[MATERIAL PROVIDED — start]

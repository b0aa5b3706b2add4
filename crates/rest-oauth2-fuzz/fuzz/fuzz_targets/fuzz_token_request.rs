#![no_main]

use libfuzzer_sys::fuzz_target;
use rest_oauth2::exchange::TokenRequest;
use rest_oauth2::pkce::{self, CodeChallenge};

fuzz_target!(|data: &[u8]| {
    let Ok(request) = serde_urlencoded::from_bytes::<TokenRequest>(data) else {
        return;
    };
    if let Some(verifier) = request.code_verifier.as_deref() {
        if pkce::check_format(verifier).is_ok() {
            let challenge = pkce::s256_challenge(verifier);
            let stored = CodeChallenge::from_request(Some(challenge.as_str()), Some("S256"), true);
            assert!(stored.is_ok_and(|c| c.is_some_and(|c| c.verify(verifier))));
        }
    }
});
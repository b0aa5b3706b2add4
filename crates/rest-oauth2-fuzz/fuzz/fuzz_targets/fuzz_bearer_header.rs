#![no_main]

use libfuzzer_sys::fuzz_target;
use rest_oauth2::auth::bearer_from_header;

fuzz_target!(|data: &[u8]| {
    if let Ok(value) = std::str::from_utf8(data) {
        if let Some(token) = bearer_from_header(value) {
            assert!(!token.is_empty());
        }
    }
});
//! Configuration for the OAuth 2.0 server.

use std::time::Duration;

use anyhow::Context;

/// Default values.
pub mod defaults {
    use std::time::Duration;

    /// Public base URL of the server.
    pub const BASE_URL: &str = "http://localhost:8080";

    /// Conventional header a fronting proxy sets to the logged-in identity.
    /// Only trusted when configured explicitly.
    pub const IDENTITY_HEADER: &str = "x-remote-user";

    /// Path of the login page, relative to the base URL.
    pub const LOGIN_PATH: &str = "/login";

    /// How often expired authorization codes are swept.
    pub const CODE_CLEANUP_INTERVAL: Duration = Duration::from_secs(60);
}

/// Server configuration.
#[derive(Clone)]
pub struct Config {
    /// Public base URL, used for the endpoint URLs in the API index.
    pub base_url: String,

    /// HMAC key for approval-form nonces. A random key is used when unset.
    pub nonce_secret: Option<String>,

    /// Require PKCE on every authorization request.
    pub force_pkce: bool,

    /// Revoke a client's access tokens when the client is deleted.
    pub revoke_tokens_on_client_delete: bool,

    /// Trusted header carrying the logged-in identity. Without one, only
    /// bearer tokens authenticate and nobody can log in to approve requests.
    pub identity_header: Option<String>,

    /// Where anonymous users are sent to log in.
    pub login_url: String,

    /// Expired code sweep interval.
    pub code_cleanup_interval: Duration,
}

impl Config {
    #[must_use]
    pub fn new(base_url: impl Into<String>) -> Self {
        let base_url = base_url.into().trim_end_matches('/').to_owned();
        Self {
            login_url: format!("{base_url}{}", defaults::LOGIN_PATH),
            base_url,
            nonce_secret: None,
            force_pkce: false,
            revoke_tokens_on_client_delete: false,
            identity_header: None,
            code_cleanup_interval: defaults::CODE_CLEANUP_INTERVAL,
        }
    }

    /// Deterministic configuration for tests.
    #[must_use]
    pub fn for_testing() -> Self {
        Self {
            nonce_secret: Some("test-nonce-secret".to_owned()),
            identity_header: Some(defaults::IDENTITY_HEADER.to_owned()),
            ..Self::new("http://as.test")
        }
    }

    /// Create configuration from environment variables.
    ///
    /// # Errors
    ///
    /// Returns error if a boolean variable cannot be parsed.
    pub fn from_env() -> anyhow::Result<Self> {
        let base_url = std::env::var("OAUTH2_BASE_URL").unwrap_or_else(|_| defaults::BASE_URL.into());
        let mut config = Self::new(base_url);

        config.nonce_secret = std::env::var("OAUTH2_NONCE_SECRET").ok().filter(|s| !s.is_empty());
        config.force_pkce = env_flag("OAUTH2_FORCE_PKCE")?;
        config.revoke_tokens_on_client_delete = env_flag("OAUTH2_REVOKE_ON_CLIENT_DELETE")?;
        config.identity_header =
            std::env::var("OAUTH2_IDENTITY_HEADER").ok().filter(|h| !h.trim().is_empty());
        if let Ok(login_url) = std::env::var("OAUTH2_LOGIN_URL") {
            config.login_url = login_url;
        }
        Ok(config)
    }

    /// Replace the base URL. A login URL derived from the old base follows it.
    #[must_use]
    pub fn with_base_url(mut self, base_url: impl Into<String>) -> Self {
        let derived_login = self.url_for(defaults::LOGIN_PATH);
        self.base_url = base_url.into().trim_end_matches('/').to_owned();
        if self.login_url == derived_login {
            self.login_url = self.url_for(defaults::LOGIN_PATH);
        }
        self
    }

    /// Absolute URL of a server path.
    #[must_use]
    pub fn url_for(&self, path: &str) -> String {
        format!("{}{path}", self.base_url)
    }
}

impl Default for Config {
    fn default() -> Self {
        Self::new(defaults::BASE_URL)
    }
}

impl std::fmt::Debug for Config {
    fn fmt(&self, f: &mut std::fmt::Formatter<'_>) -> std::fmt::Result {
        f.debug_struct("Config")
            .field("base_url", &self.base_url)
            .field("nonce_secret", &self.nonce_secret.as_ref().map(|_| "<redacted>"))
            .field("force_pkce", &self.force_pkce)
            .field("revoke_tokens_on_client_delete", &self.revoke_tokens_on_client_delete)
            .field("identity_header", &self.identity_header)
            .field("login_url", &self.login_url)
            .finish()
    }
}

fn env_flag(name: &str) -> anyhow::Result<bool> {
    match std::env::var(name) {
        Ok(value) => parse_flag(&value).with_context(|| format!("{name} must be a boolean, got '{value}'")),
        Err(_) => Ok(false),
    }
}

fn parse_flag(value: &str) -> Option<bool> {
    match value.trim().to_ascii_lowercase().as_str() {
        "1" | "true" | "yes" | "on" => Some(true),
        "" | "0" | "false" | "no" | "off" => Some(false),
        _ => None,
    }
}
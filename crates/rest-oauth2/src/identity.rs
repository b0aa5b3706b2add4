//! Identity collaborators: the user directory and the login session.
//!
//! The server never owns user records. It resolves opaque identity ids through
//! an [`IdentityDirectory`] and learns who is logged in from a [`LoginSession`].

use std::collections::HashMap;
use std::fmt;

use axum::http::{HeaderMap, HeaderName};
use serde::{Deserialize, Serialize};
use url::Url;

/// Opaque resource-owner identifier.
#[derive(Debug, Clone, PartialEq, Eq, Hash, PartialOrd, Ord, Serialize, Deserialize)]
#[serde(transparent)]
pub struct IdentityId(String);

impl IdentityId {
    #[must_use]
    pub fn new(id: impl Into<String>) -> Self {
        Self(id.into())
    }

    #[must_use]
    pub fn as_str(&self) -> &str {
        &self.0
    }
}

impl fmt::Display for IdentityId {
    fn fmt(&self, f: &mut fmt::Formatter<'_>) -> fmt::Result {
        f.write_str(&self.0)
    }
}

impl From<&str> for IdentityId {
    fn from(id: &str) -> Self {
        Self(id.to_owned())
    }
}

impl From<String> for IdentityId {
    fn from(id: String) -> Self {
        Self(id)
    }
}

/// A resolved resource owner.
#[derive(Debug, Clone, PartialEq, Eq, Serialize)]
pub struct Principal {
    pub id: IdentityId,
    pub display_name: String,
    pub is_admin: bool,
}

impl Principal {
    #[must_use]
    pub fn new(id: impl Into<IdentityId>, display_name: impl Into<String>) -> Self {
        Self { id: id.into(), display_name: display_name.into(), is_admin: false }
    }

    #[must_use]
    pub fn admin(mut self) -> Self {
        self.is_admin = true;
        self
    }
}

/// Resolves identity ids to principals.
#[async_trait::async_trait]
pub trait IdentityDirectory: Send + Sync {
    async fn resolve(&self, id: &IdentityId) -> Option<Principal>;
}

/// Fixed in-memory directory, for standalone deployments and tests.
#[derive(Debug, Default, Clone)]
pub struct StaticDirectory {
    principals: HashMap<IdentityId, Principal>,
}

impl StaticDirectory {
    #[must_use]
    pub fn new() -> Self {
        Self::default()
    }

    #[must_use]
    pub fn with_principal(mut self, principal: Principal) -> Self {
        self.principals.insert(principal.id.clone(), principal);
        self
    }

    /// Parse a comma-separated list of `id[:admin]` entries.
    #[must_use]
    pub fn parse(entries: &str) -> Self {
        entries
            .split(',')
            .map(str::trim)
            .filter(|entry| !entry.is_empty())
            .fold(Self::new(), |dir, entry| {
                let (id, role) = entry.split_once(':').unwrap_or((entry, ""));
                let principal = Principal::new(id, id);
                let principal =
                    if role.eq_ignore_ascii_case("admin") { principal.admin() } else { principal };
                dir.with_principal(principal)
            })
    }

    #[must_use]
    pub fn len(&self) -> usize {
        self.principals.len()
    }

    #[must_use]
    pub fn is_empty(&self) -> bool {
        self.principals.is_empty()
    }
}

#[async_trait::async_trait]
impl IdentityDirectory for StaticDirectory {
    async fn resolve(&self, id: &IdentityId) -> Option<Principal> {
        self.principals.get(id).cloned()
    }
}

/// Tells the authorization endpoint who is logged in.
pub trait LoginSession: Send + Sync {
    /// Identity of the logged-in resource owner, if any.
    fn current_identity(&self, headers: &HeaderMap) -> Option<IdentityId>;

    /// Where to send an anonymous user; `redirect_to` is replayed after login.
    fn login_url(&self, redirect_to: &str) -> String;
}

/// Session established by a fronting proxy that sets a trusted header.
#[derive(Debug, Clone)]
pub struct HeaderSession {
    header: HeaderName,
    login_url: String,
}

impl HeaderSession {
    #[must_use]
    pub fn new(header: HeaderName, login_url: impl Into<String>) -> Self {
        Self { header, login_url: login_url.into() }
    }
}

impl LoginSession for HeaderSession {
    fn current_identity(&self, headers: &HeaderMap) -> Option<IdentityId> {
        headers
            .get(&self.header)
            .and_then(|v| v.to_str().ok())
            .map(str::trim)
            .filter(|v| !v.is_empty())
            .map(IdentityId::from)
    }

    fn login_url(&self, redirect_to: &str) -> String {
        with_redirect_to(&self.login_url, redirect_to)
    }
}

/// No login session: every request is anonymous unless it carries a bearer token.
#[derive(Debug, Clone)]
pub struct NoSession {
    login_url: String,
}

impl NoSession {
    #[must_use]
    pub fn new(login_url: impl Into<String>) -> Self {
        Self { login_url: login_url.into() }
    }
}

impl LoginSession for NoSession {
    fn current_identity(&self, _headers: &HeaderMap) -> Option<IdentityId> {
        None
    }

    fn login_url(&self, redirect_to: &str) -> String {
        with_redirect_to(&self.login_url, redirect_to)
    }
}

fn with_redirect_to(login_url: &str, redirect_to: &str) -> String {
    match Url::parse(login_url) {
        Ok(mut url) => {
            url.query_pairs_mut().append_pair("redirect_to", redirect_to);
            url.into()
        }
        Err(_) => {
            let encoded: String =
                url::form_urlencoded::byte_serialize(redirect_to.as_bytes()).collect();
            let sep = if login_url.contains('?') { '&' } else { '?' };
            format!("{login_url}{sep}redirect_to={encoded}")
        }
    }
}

[MATERIAL PROVIDED — finish]

EXERCISE:
The answer must be a verbatim transcription of the entries above, from the first line through the line that contains "when configured explicitly.", and nothing more.

WRITTEN ANSWER:
repository b0aa5b3706b2add4
filename crates/rest-oauth2-fuzz/fuzz/fuzz_targets/fuzz_token_request.rs
#![no_main]

use libfuzzer_sys::fuzz_target;
use rest_oauth2::exchange::TokenRequest;
use rest_oauth2::pkce::{self, CodeChallenge};

fuzz_target!(|data: &[u8]| {
    let Ok(request) = serde_urlencoded::from_bytes::<TokenRequest>(data) else {
        return;
    };
    if let Some(verifier) = request.code_verifier.as_deref() {
        if pkce::check_format(verifier).is_ok() {
            let challenge = pkce::s256_challenge(verifier);
            let stored = CodeChallenge::from_request(Some(challenge.as_str()), Some("S256"), true);
            assert!(stored.is_ok_and(|c| c.is_some_and(|c| c.verify(verifier))));
        }
    }
});
repository b0aa5b3706b2add4
filename crates/rest-oauth2-fuzz/fuzz/fuzz_targets/fuzz_bearer_header.rs
#![no_main]

use libfuzzer_sys::fuzz_target;
use rest_oauth2::auth::bearer_from_header;

fuzz_target!(|data: &[u8]| {
    if let Ok(value) = std::str::from_utf8(data) {
        if let Some(token) = bearer_from_header(value) {
            assert!(!token.is_empty());
        }
    }
});
//! Configuration for the OAuth 2.0 server.

use std::time::Duration;

use anyhow::Context;

/// Default values.
pub mod defaults {
    use std::time::Duration;

    /// Public base URL of the server.
    pub const BASE_URL: &str = "http://localhost:8080";

    /// Conventional header a fronting proxy sets to the logged-in identity.
    /// Only trusted when configured explicitly.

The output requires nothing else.